Benchmark Methodology & Evidence
This section exists to avoid shallow comparison content. We publish the exact test shape, what was measured directly, what was not measured directly, and where third-party evidence is used.
Last reviewed: February 2026. Metrics can shift as vendors update infrastructure, pricing, and anti-bot behavior.
Methodology (Directly Measured)
We ran 2 attempts per URL across 8 public URLs (16 total runs per tool) from the same environment, measuring: success rate, median latency, p95 latency, deterministic output rate (same content hash across runs), and output size.

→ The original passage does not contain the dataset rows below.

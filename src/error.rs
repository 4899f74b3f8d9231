/*
 * This Source Code Form is subject to the terms of the Mozilla Public
 * License, v. 2.0. If a copy of the MPL was not distributed with this
 * file, You can obtain one at https://mozilla.org/MPL/2.0/.
 */

use thiserror::Error;

#[derive(Debug, Error)]
pub enum Error {
    #[error("rank {k} out of range for a tree of {len} keys")]
    RankOutOfRange { k: usize, len: usize },

    #[error("unknown command '{0}'")]
    UnknownCommand(String),

    #[error("wrong number of arguments for '{0}'")]
    WrongArity(&'static str),

    #[error("'{0}' is not a valid number")]
    InvalidNumber(String),

    #[error("command is not valid UTF-8")]
    InvalidUtf8,

    #[error("empty command")]
    EmptyCommand,

    #[error(transparent)]
    Io(#[from] std::io::Error),
}

pub type Result<T> = std::result::Result<T, Error>;
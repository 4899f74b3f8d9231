/*
 * This Source Code Form is subject to the terms of the Mozilla Public
 * License, v. 2.0. If a copy of the MPL was not distributed with this
 * file, You can obtain one at https://mozilla.org/MPL/2.0/.
 */

use std::fs::File;
use std::io::{self, BufReader, BufWriter};
use std::path::PathBuf;
use std::process::ExitCode;

use avl_rank_rs::driver::{Driver, DriverConfig, Stats};
use clap::Parser;
use log::{error, info};

#[derive(Parser, Debug)]
#[command(name = "avl-rank")]
#[command(about = "Answer rank, k-th and range count queries over an AVL tree", long_about = None)]
struct Cli {
    /// Read commands from this file instead of stdin
    #[arg(short, long, value_name = "FILE")]
    input: Option<PathBuf>,

    /// Stop at the first malformed or failing command
    #[arg(long)]
    strict: bool,

    /// Log filter (error, warn, info, debug, trace), overrides RUST_LOG
    #[arg(long)]
    log_level: Option<String>,
}

fn run(cli: &Cli) -> avl_rank_rs::Result<Stats> {
    let mut driver = Driver::<i64>::new(DriverConfig { strict: cli.strict });
    let output = BufWriter::new(io::stdout().lock());
    match cli.input {
        Some(ref path) => {
            driver.run(BufReader::new(File::open(path)?), output)
        }
        None => driver.run(io::stdin().lock(), output),
    }
}

fn main() -> ExitCode {
    let cli = Cli::parse();

    let mut logger = env_logger::Builder::from_env(
        env_logger::Env::default().default_filter_or("warn"),
    );
    if let Some(ref level) = cli.log_level {
        logger.parse_filters(level);
    }
    logger.init();

    match run(&cli) {
        Ok(stats) => {
            info!(
                "executed {} commands, skipped {}",
                stats.executed, stats.skipped
            );
            ExitCode::SUCCESS
        }
        Err(err) => {
            error!("{}", err);
            ExitCode::FAILURE
        }
    }
}
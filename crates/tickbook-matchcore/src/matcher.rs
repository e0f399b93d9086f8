//! Continuous price-time priority matching.
//!
//! After every admission the book is crossed until the best bid is strictly
//! below the best ask (or a side is empty):
//!
//! ```text
//! while best_bid >= best_ask:
//!     fill head(best_bid) against head(best_ask) for min(remaining)
//!     drop whichever heads are now filled
//! evict any fill-and-kill order left at the head of a best level
//! ```
//!
//! Better price always wins because only the best levels are considered;
//! equal price falls back to queue order because only level heads trade.

use tickbook_types::{
    OrderId, OrderType, Price, Result, Side, TickbookError, Trade, TradeInfo, Trades,
};

use crate::OrderBook;
use crate::orderbook::OrderLocation;

/// The parts of a level head the crossing loop needs after filling it.
#[derive(Debug, Clone, Copy)]
struct Head {
    key: usize,
    id: OrderId,
    side: Side,
    price: Price,
}

impl Head {
    fn location(self) -> OrderLocation {
        OrderLocation {
            key: self.key,
            side: self.side,
            price: self.price,
        }
    }
}

impl OrderBook {
    /// Whether an order on `side` at `price` would cross the opposite side
    /// right now.
    #[must_use]
    pub fn can_match(&self, side: Side, price: Price) -> bool {
        match side {
            Side::Buy => self.best_ask().is_some_and(|best_ask| price >= best_ask),
            Side::Sell => self.best_bid().is_some_and(|best_bid| price <= best_bid),
        }
    }

    /// Cross the book until it is no longer crossed.
    ///
    /// Both legs of every fill are validated before either is applied, so an
    /// over-fill aborts the step with neither side touched. Fills from
    /// earlier steps stay applied; if there were any, the error is a
    /// [`TickbookError::PartialMatch`] carrying their trades.
    pub(crate) fn match_orders(&mut self) -> Result<Trades> {
        let mut trades = Trades::new();
        let outcome = self
            .cross(&mut trades)
            .and_then(|()| self.evict_fill_and_kill());

        match outcome {
            Ok(()) => Ok(trades),
            Err(err) if trades.is_empty() => Err(err),
            Err(err) => {
                tracing::error!(
                    trades = trades.len(),
                    error = %err,
                    "Matching aborted after applying fills"
                );
                Err(TickbookError::PartialMatch {
                    trades,
                    source: Box::new(err),
                })
            }
        }
    }

    fn cross(&mut self, trades: &mut Trades) -> Result<()> {
        loop {
            let (Some(bid_key), Some(ask_key)) =
                (self.best_head(Side::Buy), self.best_head(Side::Sell))
            else {
                break;
            };

            let bid = self.head(bid_key)?;
            let ask = self.head(ask_key)?;
            if bid.price < ask.price {
                break;
            }

            let bid_remaining = self.node(bid_key)?.order.remaining_quantity();
            let ask_remaining = self.node(ask_key)?.order.remaining_quantity();
            let quantity = bid_remaining.min(ask_remaining);

            if let Err(err) = self
                .node(bid_key)?
                .order
                .check_fill(quantity)
                .and_then(|()| self.node(ask_key)?.order.check_fill(quantity))
            {
                tracing::error!(
                    bid = %bid.id,
                    ask = %ask.id,
                    qty = quantity,
                    error = %err,
                    "Fill rejected: matching invariant violated"
                );
                return Err(err);
            }

            let bid_filled = {
                let order = &mut self.node_mut(bid_key)?.order;
                order.fill(quantity)?;
                order.is_filled()
            };
            let ask_filled = {
                let order = &mut self.node_mut(ask_key)?.order;
                order.fill(quantity)?;
                order.is_filled()
            };

            if quantity > 0 {
                let trade = Trade::new(
                    TradeInfo {
                        order_id: bid.id,
                        price: bid.price,
                        quantity,
                    },
                    TradeInfo {
                        order_id: ask.id,
                        price: ask.price,
                        quantity,
                    },
                );
                tracing::debug!(
                    bid = %bid.id,
                    ask = %ask.id,
                    bid_price = bid.price,
                    ask_price = ask.price,
                    qty = quantity,
                    "Trade matched"
                );
                trades.push(trade);
            }

            if bid_filled {
                self.remove_at(bid.id, bid.location())?;
            }
            if ask_filled {
                self.remove_at(ask.id, ask.location())?;
            }
        }

        Ok(())
    }

    /// A fill-and-kill order that survived the crossing loop can only be at
    /// the head of a best level; it must not rest.
    fn evict_fill_and_kill(&mut self) -> Result<()> {
        for side in [Side::Buy, Side::Sell] {
            while let Some(key) = self.best_head(side) {
                if self.node(key)?.order.order_type() != OrderType::FillAndKill {
                    break;
                }
                let head = self.head(key)?;
                let evicted = self.remove_at(head.id, head.location())?;
                tracing::debug!(
                    order = %head.id,
                    side = %head.side,
                    unfilled = evicted.remaining_quantity(),
                    "Fill-and-kill remainder evicted"
                );
            }
        }
        Ok(())
    }

    fn head(&self, key: usize) -> Result<Head> {
        let order = &self.node(key)?.order;
        Ok(Head {
            key,
            id: order.id(),
            side: order.side(),
            price: order.price(),
        })
    }
}
//! Error types for the tickbook matching engine.
//!
//! All errors use the `TB_ERR_` prefix convention for easy grepping in logs.
//! Error codes are grouped by subsystem:
//! - 1xx: Input validation
//! - 5xx: Matching / book invariant violations
//! - 9xx: General errors (configuration)
//!
//! Expected rejections (duplicate id, unmatched fill-and-kill, unknown id on
//! cancel or modify) are not errors; the book reports them as "no trades".

use thiserror::Error;

use crate::{OrderId, Quantity, Trades};

/// Central error enum for all tickbook operations.
#[derive(Debug, Error)]
pub enum TickbookError {
    // =================================================================
    // Input Errors (1xx)
    // =================================================================
    /// A decoded order violates `remaining <= initial`.
    #[error("TB_ERR_100: Invalid order {order_id}: {reason}")]
    InvalidOrder { order_id: OrderId, reason: String },

    // =================================================================
    // Matching Errors (5xx)
    // =================================================================
    /// A fill asked for more than the order had left.
    #[error("TB_ERR_500: Order {order_id} over-filled: requested {requested}, remaining {remaining}")]
    OverFill {
        order_id: OrderId,
        requested: Quantity,
        remaining: Quantity,
    },

    /// The identity index and the level queues disagree.
    #[error("TB_ERR_501: Book corrupted: {reason}")]
    BookCorrupted { reason: String },

    /// A matching pass failed after it had already applied `trades`.
    ///
    /// Those fills are in the book; `trades` is their only record.
    #[error("TB_ERR_502: Matching aborted after {} trade(s): {source}", .trades.len())]
    PartialMatch {
        trades: Trades,
        source: Box<TickbookError>,
    },

    // =================================================================
    // General (9xx)
    // =================================================================
    /// Configuration error (unparseable JSON, out-of-range values).
    #[error("TB_ERR_900: Configuration error: {0}")]
    Configuration(String),
}

/// Crate-wide `Result` alias.
pub type Result<T> = std::result::Result<T, TickbookError>;

impl From<serde_json::Error> for TickbookError {
    fn from(err: serde_json::Error) -> Self {
        Self::Configuration(err.to_string())
    }
}
//! System-wide constants for the tickbook matching engine.

/// Default number of order slots pre-allocated in a book's arena.
pub const DEFAULT_ORDER_CAPACITY: usize = 4096;

/// Upper bound accepted for [`crate::BookConfig::order_capacity`].
pub const MAX_ORDER_CAPACITY: usize = 1 << 24;

/// Domain tag prefixed to every trade root hash.
pub const TRADE_ROOT_DOMAIN: &[u8] = b"tickbook:trade_root:v1:";

/// Version string.
pub const VERSION: &str = env!("CARGO_PKG_VERSION");

/// Engine name.
pub const ENGINE_NAME: &str = "tickbook";
//! # tickbook-matchcore
//!
//! **Single-instrument limit order book with strict price-time priority.**
//!
//! The book accepts good-till-canceled and fill-and-kill orders, crosses
//! them continuously, and reports aggregated liquidity per price. It is:
//!
//! - **Synchronous**: every operation runs to completion on `&mut self`
//! - **Deterministic**: same command stream -> same trades, same trade root
//! - **Single-owner**: orders live in one slab arena; levels and the
//!   identity index only hold keys into it

pub mod determinism;
pub mod matcher;
pub mod orderbook;
pub mod price_level;
pub mod replay;

pub use determinism::{compute_trade_root, verify_trade_root};
pub use orderbook::{OrderBook, OrderLocation};
pub use price_level::PriceLevel;
pub use replay::{ReplayOutcome, replay};
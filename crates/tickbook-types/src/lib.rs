//! # tickbook-types
//!
//! Shared types, errors, and configuration for the **tickbook** order book.
//!
//! This crate is the leaf dependency of the workspace. It defines:
//!
//! - **Identifiers**: [`OrderId`], plus the [`Price`] and [`Quantity`] units
//! - **Order model**: [`Order`], [`Side`], [`OrderType`], [`ModifyOrder`]
//! - **Trade model**: [`Trade`], [`TradeInfo`]
//! - **Book snapshot**: [`LevelInfo`], [`OrderbookLevels`]
//! - **Commands**: [`OrderCommand`]
//! - **Configuration**: [`BookConfig`]
//! - **Errors**: [`TickbookError`] with `TB_ERR_` prefix codes
//! - **Constants**: limits and defaults

pub mod command;
pub mod config;
pub mod constants;
pub mod error;
pub mod ids;
pub mod levels;
pub mod order;
pub mod trade;

// Re-export all primary types at crate root for ergonomic imports:
//   use tickbook_types::{Order, Side, Trade, ...};

pub use command::*;
pub use config::*;
pub use error::*;
pub use ids::*;
pub use levels::*;
pub use order::*;
pub use trade::*;

// Constants are accessed via `tickbook_types::constants::FOO`
// (not re-exported to avoid name collisions).
//! Commands that drive an order book.
//!
//! A recorded sequence of [`OrderCommand`]s fully determines a book's
//! history, which is what replay and determinism checks rely on.

use serde::{Deserialize, Serialize};

use crate::{ModifyOrder, Order, OrderId};

/// A single operation against an order book.
#[derive(Debug, Clone, PartialEq, Eq, Serialize, Deserialize)]
#[serde(tag = "op", rename_all = "snake_case")]
pub enum OrderCommand {
    Add(Order),
    Cancel { order_id: OrderId },
    Modify(ModifyOrder),
}

impl OrderCommand {
    /// The order id this command addresses.
    #[must_use]
    pub fn order_id(&self) -> OrderId {
        match self {
            Self::Add(order) => order.id(),
            Self::Cancel { order_id } => *order_id,
            Self::Modify(modify) => modify.order_id,
        }
    }
}

/// Test helpers.
#[cfg(any(test, feature = "test-helpers"))]
impl OrderCommand {
    /// A random command over a small id and price space, so that duplicates,
    /// unknown ids and crossing prices all occur often.
    pub fn random<R: rand::Rng>(rng: &mut R, max_id: u64, mid_price: u32) -> Self {
        use crate::{OrderType, Side};

        let id = OrderId(rng.gen_range(1..=max_id));
        let side = if rng.gen_bool(0.5) { Side::Buy } else { Side::Sell };
        let low = mid_price.saturating_sub(5);
        let price = rng.gen_range(low..=mid_price.saturating_add(5));
        let quantity = rng.gen_range(1..=20);

        match rng.gen_range(0..10) {
            0..=4 => Self::Add(Order::new(
                OrderType::GoodTillCanceled,
                id,
                side,
                price,
                quantity,
            )),
            5 | 6 => Self::Add(Order::new(OrderType::FillAndKill, id, side, price, quantity)),
            7 => Self::Cancel { order_id: id },
            _ => Self::Modify(ModifyOrder {
                order_id: id,
                side,
                price,
                quantity,
            }),
        }
    }
}

#[cfg(test)]
mod tests {
    use rand::SeedableRng;
    use rand::rngs::StdRng;

    use super::*;
    use crate::Side;

    #[test]
    fn order_id_of_each_variant() {
        assert_eq!(OrderCommand::Add(Order::gtc(4, Side::Buy, 1, 1)).order_id(), OrderId(4));
        assert_eq!(OrderCommand::Cancel { order_id: OrderId(5) }.order_id(), OrderId(5));
        assert_eq!(
            OrderCommand::Modify(ModifyOrder::new(6, Side::Sell, 2, 2)).order_id(),
            OrderId(6)
        );
    }

    #[test]
    fn serde_uses_op_tag() {
        let cmd = OrderCommand::Cancel { order_id: OrderId(12) };
        let json = serde_json::to_string(&cmd).unwrap();
        assert_eq!(json, r#"{"op":"cancel","order_id":12}"#);
        let back: OrderCommand = serde_json::from_str(&json).unwrap();
        assert_eq!(back, cmd);
    }

    #[test]
    fn random_commands_stay_in_range() {
        let mut rng = StdRng::seed_from_u64(7);
        for _ in 0..500 {
            let cmd = OrderCommand::random(&mut rng, 16, 100);
            let id = cmd.order_id().get();
            assert!((1..=16).contains(&id));
            if let OrderCommand::Add(order) = &cmd {
                assert!((95..=105).contains(&order.price()));
                assert!(order.initial_quantity() >= 1);
            }
        }
    }
}
//! Determinism verification utilities.
//!
//! The engine is a pure function of its command stream: the same commands
//! in the same order must produce the same trades. The `trade_root` is a
//! hash over an ordered trade sequence that lets two runs be compared
//! without diffing full payloads.

use sha2::{Digest, Sha256};
use tickbook_types::{Trade, TradeInfo, constants};

/// Compute the trade root hash over a set of trades.
///
/// This is a deterministic hash that depends on:
/// - The number of trades
/// - Each leg's order id, price and quantity, in order
///
/// The same trades in the same order always produce the same root.
#[must_use]
pub fn compute_trade_root(trades: &[Trade]) -> [u8; 32] {
    let mut hasher = Sha256::new();
    hasher.update(constants::TRADE_ROOT_DOMAIN);
    hasher.update((trades.len() as u64).to_le_bytes());

    for trade in trades {
        hash_leg(&mut hasher, trade.bid());
        hash_leg(&mut hasher, trade.ask());
    }

    let result = hasher.finalize();
    let mut root = [0u8; 32];
    root.copy_from_slice(&result);
    root
}

fn hash_leg(hasher: &mut Sha256, leg: &TradeInfo) {
    hasher.update(leg.order_id.get().to_le_bytes());
    hasher.update(leg.price.to_le_bytes());
    hasher.update(leg.quantity.to_le_bytes());
}

/// Verify that a given trade root matches the expected hash.
#[must_use]
pub fn verify_trade_root(trades: &[Trade], expected_root: &[u8; 32]) -> bool {
    compute_trade_root(trades) == *expected_root
}
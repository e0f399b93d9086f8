//! A single price level in the order book.
//!
//! Orders live in the book's [`OrderArena`]; a level only threads a FIFO
//! queue through them with `prev`/`next` slab keys. Appending and removing
//! by key are both O(1), and a key stays valid until its order is removed,
//! however the rest of the queue changes.

use slab::Slab;
use tickbook_types::{Order, Price};

/// Arena owning every resting order of a book.
pub type OrderArena = Slab<OrderNode>;

/// An order stored in the arena plus its links within its level's queue.
#[derive(Debug, Clone)]
pub struct OrderNode {
    pub order: Order,
    prev: Option<usize>,
    next: Option<usize>,
}

impl OrderNode {
    #[must_use]
    pub fn new(order: Order) -> Self {
        Self {
            order,
            prev: None,
            next: None,
        }
    }
}

/// A single price level: all resting orders at one price on one side.
///
/// The head of the queue has the highest time priority and is filled first.
#[derive(Debug, Clone)]
pub struct PriceLevel {
    price: Price,
    head: Option<usize>,
    tail: Option<usize>,
    len: usize,
}

impl PriceLevel {
    /// Create a new empty price level.
    #[must_use]
    pub fn new(price: Price) -> Self {
        Self {
            price,
            head: None,
            tail: None,
            len: 0,
        }
    }

    #[must_use]
    pub fn price(&self) -> Price {
        self.price
    }

    /// Append the node at `key` to the back of this level (lowest time priority).
    pub fn push_back(&mut self, arena: &mut OrderArena, key: usize) {
        debug_assert_eq!(arena[key].order.price(), self.price);

        let prev_tail = self.tail;
        {
            let node = &mut arena[key];
            node.prev = prev_tail;
            node.next = None;
        }
        match prev_tail {
            Some(tail) => arena[tail].next = Some(key),
            None => self.head = Some(key),
        }
        self.tail = Some(key);
        self.len += 1;
    }

    /// Unlink the node at `key` from this level's queue.
    ///
    /// The node stays in the arena; the caller decides whether to free it.
    pub fn unlink(&mut self, arena: &mut OrderArena, key: usize) {
        let (prev, next) = {
            let node = &arena[key];
            (node.prev, node.next)
        };
        match prev {
            Some(p) => arena[p].next = next,
            None => self.head = next,
        }
        match next {
            Some(n) => arena[n].prev = prev,
            None => self.tail = prev,
        }
        let node = &mut arena[key];
        node.prev = None;
        node.next = None;
        self.len -= 1;
    }

    /// Key of the oldest order at this level.
    #[must_use]
    pub fn front(&self) -> Option<usize> {
        self.head
    }

    /// Orders from oldest to newest.
    pub fn iter<'a>(&self, arena: &'a OrderArena) -> LevelIter<'a> {
        LevelIter {
            arena,
            cursor: self.head,
        }
    }

    /// Total remaining quantity across all orders at this level.
    #[must_use]
    pub fn total_quantity(&self, arena: &OrderArena) -> u64 {
        self.iter(arena)
            .map(|o| u64::from(o.remaining_quantity()))
            .sum()
    }

    /// Returns `true` if there are no orders at this level.
    #[must_use]
    pub fn is_empty(&self) -> bool {
        self.len == 0
    }

    /// Number of orders at this level.
    #[must_use]
    pub fn len(&self) -> usize {
        self.len
    }
}

/// FIFO iterator over the orders of one level.
pub struct LevelIter<'a> {
    arena: &'a OrderArena,
    cursor: Option<usize>,
}

impl<'a> Iterator for LevelIter<'a> {
    type Item = &'a Order;

    fn next(&mut self) -> Option<Self::Item> {
        let node = &self.arena[self.cursor?];
        self.cursor = node.next;
        Some(&node.order)
    }
}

Direct live measurements were executed for Markdown for Agents and Jina Reader because they are publicly callable from this environment. Firecrawl and Crawl4AI metrics are labeled as third-party evidence where direct parity testing was not possible in this session.
| Tool | Success Rate | Median Latency | P95 Latency | Determinism |
|---|---|---|---|---|
| Markdown for Agents | 100% (16/16) | 145 ms | 1,213 ms | 87.5% (7/8) |
| Jina Reader | 87.5% (14/16) | 2,446 ms | 30,715 ms | 87.5% (7/8) |
Third-Party Signals (Clearly Labeled)
- Firecrawl: 95.3% success, 16 pages/s, 89.0% RAG Recall@5 (Spider benchmark, Feb 2026)
- Crawl4AI: 89.7% success, 12 pages/s, 84.5% RAG Recall@5 (Spider benchmark, Feb 2026)
- Cloudflare Markdown for Agents: No neutral public benchmark found at review time (Cloudflare changelog/docs reviewed Feb 2026)
Third-party numbers are not treated as first-party truth. We include them as directional evidence only.
Sources: Spider benchmark, Jina ReaderLM v2 notes, Cloudflare changelog.